What with Ritchie’s penchant for replaying, in slow motion and voiceover, his lightning fast action scenes, there’s never a worry in the film. When Sherlock does something absolutely dreadful, that should be shocking, we feel secure that it’s not an ending. Only Moriarty ends things. In lesser hands, this lack of suspense could be seen as a flaw. But Ritchie does it all so skillfully that even knowing exactly where he’s going does not lessen the nail-biting, gasping audience from wondering Oh no, What Next???
As always, in her all-too-brief appearance Geraldine James is spot on as Mrs. Hudson, and Kelly Reilly has a bit more to do now that she’s married Dr. Watson. More please.

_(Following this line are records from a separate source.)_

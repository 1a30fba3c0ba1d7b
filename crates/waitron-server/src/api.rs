//! HTTP handlers
//!
//! Lifecycle responses use the `{"State": .., "Token": ..}` shape existing
//! installer scripts expect; errors are `{"Error": ..}`.

use axum::{
    Json, Router,
    extract::{Path, State},
    http::StatusCode,
    response::{IntoResponse, Response},
    routing::{get, put},
};
use serde::{Deserialize, Serialize};
use std::collections::BTreeMap;
use tracing::info;
use waitron_common::{BuildStatus, MachineDefinition, VmDefinition};
use waitron_pixie::{BootDescriptor, BootMode};

use crate::AppState;
use crate::error::{Result, WaitronError};
use crate::templates::TemplateKind;

/// Body of lifecycle responses
#[derive(Debug, Clone, Default, PartialEq, Serialize, Deserialize)]
pub struct BuildResult {
    #[serde(rename = "State", default, skip_serializing_if = "String::is_empty")]
    pub state: String,
    #[serde(rename = "Token", default, skip_serializing_if = "String::is_empty")]
    pub token: String,
    #[serde(rename = "Error", default, skip_serializing_if = "String::is_empty")]
    pub error: String,
}

impl BuildResult {
    pub fn ok() -> Self {
        Self {
            state: "OK".to_string(),
            ..Default::default()
        }
    }

    pub fn with_token(mut self, token: impl Into<String>) -> Self {
        self.token = token.into();
        self
    }

    pub fn error(message: impl Into<String>) -> Self {
        Self {
            error: message.into(),
            ..Default::default()
        }
    }
}

pub fn api_router() -> Router<AppState> {
    Router::new()
        .route("/list", get(list_machines))
        .route("/hooks", get(list_hooks))
        .route("/build/{hostname}", put(build))
        .route("/rescue/{hostname}", get(rescue).put(rescue))
        .route("/status", get(all_statuses))
        .route("/status/{hostname}", get(host_status))
        .route("/config/{hostname}", get(host_config))
        .route("/config/{hostname}/vm", get(host_vm_config))
        .route("/done/{hostname}/{token}", get(done))
        .route("/cancel/{hostname}/{token}", get(cancel))
        .route("/template/{template}/{hostname}/{token}", get(template))
        .route("/v1/boot/{macaddr}", get(boot))
        .route("/health", get(health))
}

async fn list_machines(State(state): State<AppState>) -> Result<Json<Vec<String>>> {
    Ok(Json(state.definitions.list_definitions().await?))
}

async fn list_hooks(State(state): State<AppState>) -> Result<Json<Vec<String>>> {
    Ok(Json(state.definitions.list_hooks().await?))
}

async fn build(
    State(state): State<AppState>,
    Path(hostname): Path<String>,
) -> Result<Json<BuildResult>> {
    let token = state.lifecycle.set_build_mode(&hostname, BootMode::Normal).await?;
    Ok(Json(BuildResult::ok().with_token(token)))
}

async fn rescue(
    State(state): State<AppState>,
    Path(hostname): Path<String>,
) -> Result<Json<BuildResult>> {
    let token = state.lifecycle.set_build_mode(&hostname, BootMode::Rescue).await?;
    Ok(Json(BuildResult::ok().with_token(token)))
}

async fn host_status(
    State(state): State<AppState>,
    Path(hostname): Path<String>,
) -> Result<String> {
    Ok(state.lifecycle.status(&hostname)?.to_string())
}

async fn all_statuses(
    State(state): State<AppState>,
) -> Result<Json<BTreeMap<String, BuildStatus>>> {
    Ok(Json(state.lifecycle.statuses()?))
}

async fn host_config(
    State(state): State<AppState>,
    Path(hostname): Path<String>,
) -> Result<Json<MachineDefinition>> {
    Ok(Json(state.definitions.resolve_by_hostname(&hostname).await?))
}

async fn host_vm_config(
    State(state): State<AppState>,
    Path(hostname): Path<String>,
) -> Result<Json<VmDefinition>> {
    Ok(Json(state.definitions.resolve_by_vm_hostname(&hostname).await?))
}

async fn done(
    State(state): State<AppState>,
    Path((hostname, token)): Path<(String, String)>,
) -> Result<Json<BuildResult>> {
    state.lifecycle.done_build_mode(&hostname, &token)?;
    Ok(Json(BuildResult::ok()))
}

async fn cancel(
    State(state): State<AppState>,
    Path((hostname, token)): Path<(String, String)>,
) -> Result<Json<BuildResult>> {
    state.lifecycle.cancel_build_mode(&hostname, &token).await?;
    Ok(Json(BuildResult::ok()))
}

async fn template(
    State(state): State<AppState>,
    Path((template, hostname, token)): Path<(String, String, String)>,
) -> Result<String> {
    let kind: TemplateKind = template.parse()?;
    let machine = state.lifecycle.authorize(&hostname, &token)?;

    let rendered = state.templates.render(kind, &machine).await?;
    if let Some(status) = kind.reached_status() {
        state.lifecycle.advance(&token, status)?;
    }

    info!(hostname = %hostname, template = %kind, "Served template");
    Ok(rendered)
}

/// Pixiecore falls back to a normal boot on 404, so "not building" maps there
async fn boot(State(state): State<AppState>, Path(macaddr): Path<String>) -> Response {
    match state.boot.descriptor(&macaddr) {
        Ok(descriptor) => Json::<BootDescriptor>(descriptor).into_response(),
        Err(e @ WaitronError::NotBuilding(_)) => (
            StatusCode::NOT_FOUND,
            Json(BuildResult::error(e.public_message())),
        )
            .into_response(),
        Err(e) => e.into_response(),
    }
}

async fn health() -> Json<BuildResult> {
    Json(BuildResult::ok())
}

Rachel McAdams makes a brief, nerve-wracking reappearance as Irene Adler. To say more would be a spoiler. Which is, in itself, a spoiler….
Paul Anderson is chillingly efficient and loyal as Colonel Moran, stalwart of Professor Moriarty.
And if all that weren’t enough, there’s a fantastical run through the woods with trees exploding around our heroes, rather like films showing Bastogne in the Battle of the Bulge. Effects are awe-inspiring and James Herbert’s editing is sharp-edged. All elements of this film are extremely well crafted, like cinematography by Philippe Rousselot and the production design by Sarah Greenwood, which is just gorgeous, and costumes by Jenny Beavan. What the film may lack in plot it has in high production values. Could it have been better? Sure. Will that keep me – or Ritchie, or Downey, or Law – up at night? No.
Just to be clear: You are not required or expected to think during this film. You are not to wonder if it resembles the original stories. Purists beware. This is a new Holmes and Watson, a new way of looking at them, and it’s really all about Robert Downey Jr and the joy of watching him work. So just have fun.
~ Molly Matera, signing off, already looking forward to the next one. I freely admit to greatly enjoying this guiltily pleasurable franchise.